Wood says he ‘choked’ in Game 7 setback

? Kerry Wood trudged off the mound with his head down, flipping his glove into the stands as he hit the dugout steps.

In the biggest start of his life Wednesday night, the Chicago Cubs’ ace couldn’t pitch his team into the World Series.

Florida got seven hits and seven runs off Wood in 52/3 innings, and they went on to a 9-6 victory to win the NL championship series after trailing three games to one.

“I felt I let the team town, the organization down and the city of Chicago down,” Wood said. “I choked.”

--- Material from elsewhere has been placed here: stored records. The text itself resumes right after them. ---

//! Admin console: project CRUD with direct media uploads, category
//! management and delete confirmations.
//!
//! At most one modal is open at a time, tracked by [`ModalState`]. Saving a
//! project uploads pending files straight to the media host, one at a time,
//! then submits the full URL list to the API as JSON.

use std::sync::Arc;

use aidy_core::error::CoreError;
use aidy_core::media::MediaKind;
use aidy_core::project::validate_title;
use aidy_core::types::DbId;
use aidy_core::upload::UploadProgress;
use aidy_media::{remove_best_effort, upload_sequentially, MediaStore, MediaUpload};

use crate::api::{ApiClient, CategoryView, ProjectInput, ProjectView};
use crate::error::ClientError;
use crate::gallery::LoadState;

// ---------------------------------------------------------------------------
// Modal
// ---------------------------------------------------------------------------

#[derive(Debug, Clone, Copy, Default, PartialEq, Eq)]
pub enum ModalState {
    #[default]
    Closed,
    Creating,
    Editing(DbId),
    ConfirmingDeleteProject(DbId),
    ConfirmingDeleteCategory(DbId),
}

impl ModalState {
    /// True while the project form is shown.
    pub fn is_form(&self) -> bool {
        matches!(self, Self::Creating | Self::Editing(_))
    }
}

// ---------------------------------------------------------------------------
// Media draft
// ---------------------------------------------------------------------------

/// One tile of the form's preview strip.
#[derive(Debug, Clone, PartialEq, Eq)]
pub enum Preview {
    /// Already attached to the project.
    Retained { url: String, kind: MediaKind },
    /// Picked locally, not uploaded yet.
    Pending { file_name: String, kind: MediaKind },
}

/// The media being edited: URLs kept from the project followed by files
/// waiting to be uploaded. Previews list retained entries first.
#[derive(Debug, Clone, Default)]
pub struct MediaDraft {
    pub retained: Vec<String>,
    pub pending: Vec<MediaUpload>,
}

impl MediaDraft {
    pub fn from_urls(urls: Vec<String>) -> Self {
        Self {
            retained: urls,
            pending: Vec::new(),
        }
    }

    pub fn add_files(&mut self, files: impl IntoIterator<Item = MediaUpload>) {
        self.pending.extend(files);
    }

    pub fn len(&self) -> usize {
        self.retained.len() + self.pending.len()
    }

    pub fn is_empty(&self) -> bool {
        self.len() == 0
    }

    pub fn previews(&self) -> Vec<Preview> {
        let retained = self.retained.iter().map(|url| Preview::Retained {
            url: url.clone(),
            kind: MediaKind::of_url(url),
        });
        let pending = self.pending.iter().map(|f| Preview::Pending {
            file_name: f.file_name.clone(),
            kind: f.kind(),
        });
        retained.chain(pending).collect()
    }

    /// Remove the preview at `index` from whichever list owns it.
    pub fn remove(&mut self, index: usize) -> bool {
        if index < self.retained.len() {
            self.retained.remove(index);
            true
        } else if index - self.retained.len() < self.pending.len() {
            self.pending.remove(index - self.retained.len());
            true
        } else {
            false
        }
    }
}

// ---------------------------------------------------------------------------
// Form
// ---------------------------------------------------------------------------

#[derive(Debug, Clone, Default, PartialEq, Eq)]
pub struct ProjectForm {
    pub title: String,
    pub description: String,
    pub category: String,
}

impl ProjectForm {
    fn from_project(project: &ProjectView) -> Self {
        Self {
            title: project.title.clone(),
            description: project.description.clone().unwrap_or_default(),
            category: project.category.clone().unwrap_or_default(),
        }
    }

    fn to_input(&self, media_urls: Vec<String>) -> ProjectInput {
        let non_empty = |s: &str| Some(s.to_string()).filter(|s| !s.trim().is_empty());
        ProjectInput {
            title: self.title.trim().to_string(),
            description: non_empty(&self.description),
            category: non_empty(&self.category),
            media_urls,
        }
    }
}

// ---------------------------------------------------------------------------
// Console
// ---------------------------------------------------------------------------

pub struct AdminConsole {
    api: ApiClient,
    store: Option<Arc<dyn MediaStore>>,
    pub state: LoadState,
    pub projects: Vec<ProjectView>,
    pub categories: Vec<CategoryView>,
    pub modal: ModalState,
    pub form: ProjectForm,
    pub draft: MediaDraft,
    /// Progress of the running upload batch, if any.
    pub progress: Option<UploadProgress>,
    /// Message shown on the project form.
    pub form_error: Option<String>,
    /// Message shown in the category manager.
    pub category_error: Option<String>,
    pub saving: bool,
}

impl AdminConsole {
    /// `store` receives direct uploads; without one, saving a form with
    /// pending files fails with [`ClientError::UploadUnavailable`].
    pub fn new(api: ApiClient, store: Option<Arc<dyn MediaStore>>) -> Self {
        Self {
            api,
            store,
            state: LoadState::Loading,
            projects: Vec::new(),
            categories: Vec::new(),
            modal: ModalState::Closed,
            form: ProjectForm::default(),
            draft: MediaDraft::default(),
            progress: None,
            form_error: None,
            category_error: None,
            saving: false,
        }
    }

    // --- Loading ---

    /// Fetch categories and projects concurrently.
    pub async fn load(&mut self) {
        self.state = LoadState::Loading;
        let (categories, projects) =
            tokio::join!(self.api.list_categories(), self.api.list_projects());
        self.categories = categories.unwrap_or_else(|e| {
            tracing::warn!(error = %e, "Failed to load categories");
            Vec::new()
        });
        self.apply_projects(projects);
    }

    pub async fn refresh_projects(&mut self) {
        let projects = self.api.list_projects().await;
        self.apply_projects(projects);
    }

    fn apply_projects(&mut self, projects: Result<Vec<ProjectView>, ClientError>) {
        match projects {
            Ok(projects) => {
                self.state = LoadState::for_projects(&projects);
                self.projects = projects;
            }
            Err(e) => {
                tracing::warn!(error = %e, "Failed to load projects");
                self.projects.clear();
                self.state = LoadState::Failed(e.user_message());
            }
        }
    }

    async fn refresh_categories(&mut self) {
        match self.api.list_categories().await {
            Ok(categories) => self.categories = categories,
            Err(e) => tracing::warn!(error = %e, "Failed to reload categories"),
        }
    }

    // --- Project form ---

    /// Open an empty form; the category defaults to the first listed one.
    pub fn open_create(&mut self) {
        self.reset_form();
        self.form.category = self
            .categories
            .first()
            .map(|c| c.name.clone())
            .unwrap_or_default();
        self.modal = ModalState::Creating;
    }

    /// Open the form pre-filled from a listed project.
    pub fn open_edit(&mut self, id: DbId) -> bool {
        let Some(project) = self.projects.iter().find(|p| p.id == id) else {
            return false;
        };
        let form = ProjectForm::from_project(project);
        let urls = project.media_urls();

        self.reset_form();
        self.form = form;
        self.draft = MediaDraft::from_urls(urls);
        self.modal = ModalState::Editing(id);
        true
    }

    /// Close whatever modal is open, discarding unsaved edits.
    pub fn close(&mut self) {
        self.modal = ModalState::Closed;
        self.reset_form();
    }

    fn reset_form(&mut self) {
        self.form = ProjectForm::default();
        self.draft = MediaDraft::default();
        self.progress = None;
        self.form_error = None;
    }

    /// Upload pending files, then create or update the project.
    ///
    /// On any failure the modal stays open with [`form_error`](Self::form_error)
    /// set. Files uploaded by an aborted save are handed to a best-effort
    /// removal.
    pub async fn save(&mut self) -> Result<ProjectView, ClientError> {
        let result = self.try_save().await;
        self.saving = false;
        match &result {
            Ok(project) => {
                tracing::info!(project_id = project.id, "Project saved");
                self.refresh_projects().await;
                self.close();
            }
            Err(e) => self.form_error = Some(e.user_message()),
        }
        result
    }

    async fn try_save(&mut self) -> Result<ProjectView, ClientError> {
        let target = match self.modal {
            ModalState::Creating => None,
            ModalState::Editing(id) => Some(id),
            _ => return Err(ClientError::Invalid("No project form is open".into())),
        };
        validate_title(Some(&self.form.title)).map_err(|e| match e {
            CoreError::Validation(msg) => ClientError::Invalid(msg),
            other => ClientError::Invalid(other.to_string()),
        })?;

        self.saving = true;
        self.form_error = None;

        let uploaded = self.upload_pending().await?;
        let mut media_urls = self.draft.retained.clone();
        media_urls.extend(uploaded.iter().cloned());
        let input = self.form.to_input(media_urls);

        let saved = match target {
            None => self.api.create_project(&input).await,
            Some(id) => self.api.update_project(id, &input).await,
        };
        if saved.is_err() {
            self.discard_uploads(&uploaded).await;
        }
        saved
    }

    /// Upload every pending file in order, updating [`progress`](Self::progress).
    async fn upload_pending(&mut self) -> Result<Vec<String>, ClientError> {
        if self.draft.pending.is_empty() {
            return Ok(Vec::new());
        }
        let store = self.store.clone().ok_or(ClientError::UploadUnavailable)?;

        let files = self.draft.pending.clone();
        self.progress = Some(UploadProgress::new(files.len()));
        let progress = &mut self.progress;

        let result = upload_sequentially(store.as_ref(), files, |p| {
            tracing::debug!(percent = p.percent(), "Upload progress");
            *progress = Some(p);
        })
        .await;

        match result {
            Ok(stored) => Ok(stored.into_iter().map(|m| m.url).collect()),
            Err(err) => {
                let partial: Vec<String> = err.uploaded.iter().map(|m| m.url.clone()).collect();
                self.discard_uploads(&partial).await;
                Err(err.into())
            }
        }
    }

    async fn discard_uploads(&self, urls: &[String]) {
        if urls.is_empty() {
            return;
        }
        match &self.store {
            Some(store) => {
                let removed = remove_best_effort(store.as_ref(), urls).await;
                tracing::warn!(orphaned = urls.len() - removed, "Aborted save left uploaded media");
            }
            None => tracing::warn!(orphaned = urls.len(), "Aborted save left uploaded media"),
        }
    }

    // --- Deletes ---

    pub fn request_delete_project(&mut self, id: DbId) {
        self.modal = ModalState::ConfirmingDeleteProject(id);
    }

    pub fn request_delete_category(&mut self, id: DbId) {
        self.category_error = None;
        self.modal = ModalState::ConfirmingDeleteCategory(id);
    }

    /// Carry out the delete awaiting confirmation, if any.
    ///
    /// Returns the server's confirmation message. The modal closes either way;
    /// failures are reported through the return value and the relevant error
    /// field.
    pub async fn confirm(&mut self) -> Result<String, ClientError> {
        let modal = std::mem::take(&mut self.modal);
        match modal {
            ModalState::ConfirmingDeleteProject(id) => {
                let result = self.api.delete_project(id).await;
                match &result {
                    Ok(_) => {
                        tracing::info!(project_id = id, "Project deleted");
                        self.refresh_projects().await;
                    }
                    Err(e) => self.form_error = Some(e.user_message()),
                }
                result
            }
            ModalState::ConfirmingDeleteCategory(id) => {
                let result = self.api.delete_category(id).await;
                match &result {
                    Ok(_) => {
                        tracing::info!(category_id = id, "Category deleted");
                        self.refresh_categories().await;
                    }
                    Err(e) => self.category_error = Some(e.user_message()),
                }
                result
            }
            other => {
                self.modal = other;
                Err(ClientError::Invalid("Nothing to confirm".into()))
            }
        }
    }

    // --- Categories ---

    /// Create a category from the category manager.
    pub async fn add_category(&mut self, name: &str) -> Result<CategoryView, ClientError> {
        self.category_error = None;
        match self.api.create_category(name).await {
            Ok(created) => {
                self.refresh_categories().await;
                Ok(created)
            }
            Err(e) => {
                self.category_error = Some(e.user_message());
                Err(e)
            }
        }
    }

    /// Create a category from the project form and select it there.
    pub async fn quick_add_category(&mut self, name: &str) -> Result<CategoryView, ClientError> {
        match self.api.create_category(name).await {
            Ok(created) => {
                self.refresh_categories().await;
                self.form.category = created.name.clone();
                Ok(created)
            }
            Err(e) => {
                self.form_error = Some(e.user_message());
                Err(e)
            }
        }
    }

    /// Rename a category; listed projects are reloaded to pick up the new name.
    pub async fn rename_category(&mut self, id: DbId, name: &str) -> Result<CategoryView, ClientError> {
        self.category_error = None;
        match self.api.rename_category(id, name).await {
            Ok(renamed) => {
                self.refresh_categories().await;
                self.refresh_projects().await;
                Ok(renamed)
            }
            Err(e) => {
                self.category_error = Some(e.user_message());
                Err(e)
            }
        }
    }
}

Where did it go wrong for the Cubs? First, Florida’s Josh Beckett shut them out in Game 5.

No sweat, the Cubs figured, not with aces Mark Prior and Wood available for Games 6 and 7. The Cubs’ 20-something duo hadn’t lost on back-to-back days since last summer.

“I said coming home here if they beat my two best, Wood and Prior, then they deserve to go,” Cubs manager Dusty Baker said. “And that’s what they did. They beat two of the best in the business.”

The Cubs were just five outs away from the World Series with Prior pitching Tuesday night when they let a 3-0 lead slip away in Game 6.

OK, but now the Marlins would have to deal with major-league strikeout leader Wood, who became famous in his fifth major-league start in 1998 when he struck out 20 Houston Astros.

Chicago's Kerry Wood connects on a two-run homer in the second inning against Florida. Wood and the Cubs lost the seventh game of the National League championship series Wednesday at Wrigley Field in Chicago.

The Cubs have counted on Wood for big games all season. He kept Roger Clemens stuck on career victory No. 299 when the New York Yankees visited Wrigley in June. And in Game 5 of the division series against Atlanta, Wood held the NL’s top-hitting team to one run as the Cubs won their first postseason series since the 1908 World Series.

But on this night he didn’t have his best stuff, and his outing was his shortest since Aug. 21.

After he’d given up a three-run homer to Miguel Cabrera in the first, Wood used his bat to get the Cubs back in the game.

His two-run homer had Wrigley Field shaking with excitement. He was the first NLCS pitcher to homer since Chicago’s Rick Sutcliffe in 1984 against the Padres.

But after Alou put the Cubs ahead 5-3 with a two-run homer, Wood couldn’t hold off the pesky Marlins. Two walks in the fifth started Florida’s three-run rally and put the Marlins ahead to stay.

“He was still throwing the ball well. I mean it hurt, the two walks that started that inning,” Baker said.

It marked just the second Game 7 appearance ever for the Cubs, and this one ended like the other. In 1945, in their last World Series appearance, the Cubs lost the final game to the Detroit Tigers.

“Was it disappointing? Yes, it’s disappointing because we wanted to go to the World Series,” Baker said.

“Any lead wasn’t a safe lead. They played better than us,” said Alou, who was on Florida’s 1997 World Series winner.